Budgets run by department, but problems span departments – there’s no “department of homelessness”, but the problem requires action across agencies. Each agency has its own budget, and may use a different database or ERP system to track their data. It’s not as simple as a JOIN.
You can’t just use that new library you read about on Hacker News into production – IT departments vary wildly in their permissiveness, and changes to infrastructure are extremely difficult. CIOs or CDOs may make software decisions for entire departments.
You’re probably not going to be using Spark to build a predictive machine learning model that runs on a cluster and scales to millions of predictions a minute.
Some agencies allow users to submit data via forms – and it’s messy. Different languages, profanity, and then some. I was speaking to an open data program manager from a city in the south and he was telling me that when they were cleaning up this data, retention laws meant that they had to go in and indicate where data had been changed from its original form.

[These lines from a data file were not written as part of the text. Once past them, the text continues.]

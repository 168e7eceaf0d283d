use crate::model::CoreError;
use thiserror::Error;

pub type Result<T> = std::result::Result<T, IoError>;

#[derive(Debug, Error)]
pub enum IoError {
    #[error("unsupported image format: {0}")]
    UnsupportedFormat(String),

    #[error("unsupported image layout for this format: {0}")]
    UnsupportedLayout(String),

    #[error("I/O failure: {0}")]
    Io(#[from] std::io::Error),

    #[error("image decode/encode failure: {0}")]
    Image(#[from] image::ImageError),

    #[error("TIFF decode/encode failure: {0}")]
    Tiff(#[from] tiff::TiffError),

    #[error("core image failure: {0}")]
    Core(#[from] CoreError),

    #[error("metadata failure: {0}")]
    Metadata(#[from] MetadataDecodeError),
}

/// A tagged metadata record or block that could not be decoded.
///
/// Record-level errors are recoverable: the record is skipped and loading goes on.
#[derive(Debug, Error, Clone, PartialEq)]
pub enum MetadataDecodeError {
    #[error("record {tag:#010x} is truncated: needs {expected} bytes, has {actual}")]
    Truncated {
        tag: u32,
        expected: usize,
        actual: usize,
    },

    #[error("record {tag:#010x} has {actual} bytes, expected {expected}")]
    LengthMismatch {
        tag: u32,
        expected: usize,
        actual: usize,
    },

    #[error("record {tag:#010x} names channel {channel}, image has {channels}")]
    ChannelOutOfRange {
        tag: u32,
        channel: i32,
        channels: usize,
    },

    #[error("record {tag:#010x} carries an invalid value: {reason}")]
    InvalidValue { tag: u32, reason: String },

    #[error("malformed metadata block: {0}")]
    MalformedBlock(String),
}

You think data scientists in the private sector complain about how hard it is to clean their data…
Accessibility is a compliance matter – data you release and websites you host it on have to be accessible to people with disabilities, and there’s a shifting landscape of standards.

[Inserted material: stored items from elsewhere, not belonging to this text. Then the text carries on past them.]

mod api;
mod description;
mod error;
mod ij_block;
mod raster;
mod records;
mod tiff;
mod util;

#[cfg(test)]
mod tests;

pub use api::{read_image, save_snapshot_png, supported_formats, write_image};
pub use description::{Description, IMAGE5D_VERSION, IMAGEJ_VERSION};
pub use error::{IoError, MetadataDecodeError, Result};
pub use ij_block::{
    META_DATA_COUNTS_TAG, META_DATA_TAG, pack as pack_metadata_block,
    unpack as unpack_metadata_block,
};
pub use records::{
    ChannelRecord, MetadataSummary, RawRecord, TAG_CALIBRATION, TAG_COLOR_TABLE,
    TAG_CONTRAST_WINDOW, TAG_GRAY, TAG_LABEL, TAG_OVERLAY, TAG_THRESHOLD, apply_channel_metadata,
    decode_record, encode_channel_metadata, encode_record,
};
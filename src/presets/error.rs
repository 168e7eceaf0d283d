use crate::model::CoreError;
use thiserror::Error;

pub type Result<T> = std::result::Result<T, PresetError>;

#[derive(Debug, Error)]
pub enum PresetError {
    #[error("channel preset parse failure: {0}")]
    Parse(String),

    #[error("channel preset I/O failure: {0}")]
    Io(#[from] std::io::Error),

    #[error("channel preset serialization failure: {0}")]
    SerdeJson(#[from] serde_json::Error),

    #[error("channel preset YAML serialization failure: {0}")]
    SerdeYaml(#[from] serde_yaml::Error),

    #[error("applying channel presets failed: {0}")]
    Core(#[from] CoreError),
}
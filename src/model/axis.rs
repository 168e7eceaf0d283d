use std::fmt;

use serde::{Deserialize, Serialize};

/// The five axes of an Image5D, in their fixed order.
#[derive(Debug, Clone, Copy, PartialEq, Eq, Hash, Serialize, Deserialize)]
#[serde(rename_all = "snake_case")]
pub enum AxisKind {
    X,
    Y,
    Channel,
    Z,
    Time,
}

impl AxisKind {
    pub const ALL: [AxisKind; 5] = [
        AxisKind::X,
        AxisKind::Y,
        AxisKind::Channel,
        AxisKind::Z,
        AxisKind::Time,
    ];

    pub fn index(self) -> usize {
        match self {
            AxisKind::X => 0,
            AxisKind::Y => 1,
            AxisKind::Channel => 2,
            AxisKind::Z => 3,
            AxisKind::Time => 4,
        }
    }

    pub fn from_index(index: usize) -> Option<Self> {
        Self::ALL.get(index).copied()
    }

    /// Short label used by the spatial calibration (`x`, `y`, `ch`, `z`, `t`).
    pub fn label(self) -> &'static str {
        match self {
            AxisKind::X => "x",
            AxisKind::Y => "y",
            AxisKind::Channel => "ch",
            AxisKind::Z => "z",
            AxisKind::Time => "t",
        }
    }

    /// Only the non-spatial axes can grow after construction.
    pub fn is_expandable(self) -> bool {
        matches!(self, AxisKind::Channel | AxisKind::Z | AxisKind::Time)
    }
}

impl fmt::Display for AxisKind {
    fn fmt(&self, formatter: &mut fmt::Formatter<'_>) -> fmt::Result {
        let name = match self {
            AxisKind::X => "x",
            AxisKind::Y => "y",
            AxisKind::Channel => "channel",
            AxisKind::Z => "slice",
            AxisKind::Time => "frame",
        };
        formatter.write_str(name)
    }
}

#[derive(Debug, Clone, Copy, PartialEq, Eq, Serialize, Deserialize, Default)]
#[serde(rename_all = "lowercase")]
pub enum PixelType {
    #[default]
    U8,
    U16,
    F32,
}

impl PixelType {
    pub fn bits(self) -> u32 {
        match self {
            PixelType::U8 => 8,
            PixelType::U16 => 16,
            PixelType::F32 => 32,
        }
    }

    /// Sample value used for "white" when filling a blank image.
    pub fn white_value(self) -> f64 {
        match self {
            PixelType::U8 => f64::from(u8::MAX),
            PixelType::U16 => f64::from(u16::MAX),
            PixelType::F32 => 1.0,
        }
    }

    /// Default display window for a fresh channel of this type.
    pub fn default_display_range(self) -> (f64, f64) {
        match self {
            PixelType::U8 => (0.0, 255.0),
            PixelType::U16 => (0.0, 65_535.0),
            PixelType::F32 => (0.0, 1.0),
        }
    }
}

impl fmt::Display for PixelType {
    fn fmt(&self, formatter: &mut fmt::Formatter<'_>) -> fmt::Result {
        let name = match self {
            PixelType::U8 => "8-bit",
            PixelType::U16 => "16-bit",
            PixelType::F32 => "32-bit",
        };
        formatter.write_str(name)
    }
}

You have no idea who will be accessing your data – it’s open! – and you can’t assume that they’ll be subject matter experts. Metadata, documentation are key – but of course they are time consuming.
On the other hand – your audience is everyone! You get to work on things that affect all sorts of people in very real ways. Your predictive models have real impact – like saving lives through fire detector placement.
For every data scientist with a phd working at the NSA or the Census, there’s an analyst working at the department of public works in a city that has to work on 20 projects at once. They’re working with limited resources, limited time, and a public that often doesn’t care a whole lot about how busy they are.
Public service isn’t just a catchphrase – there’s real service here.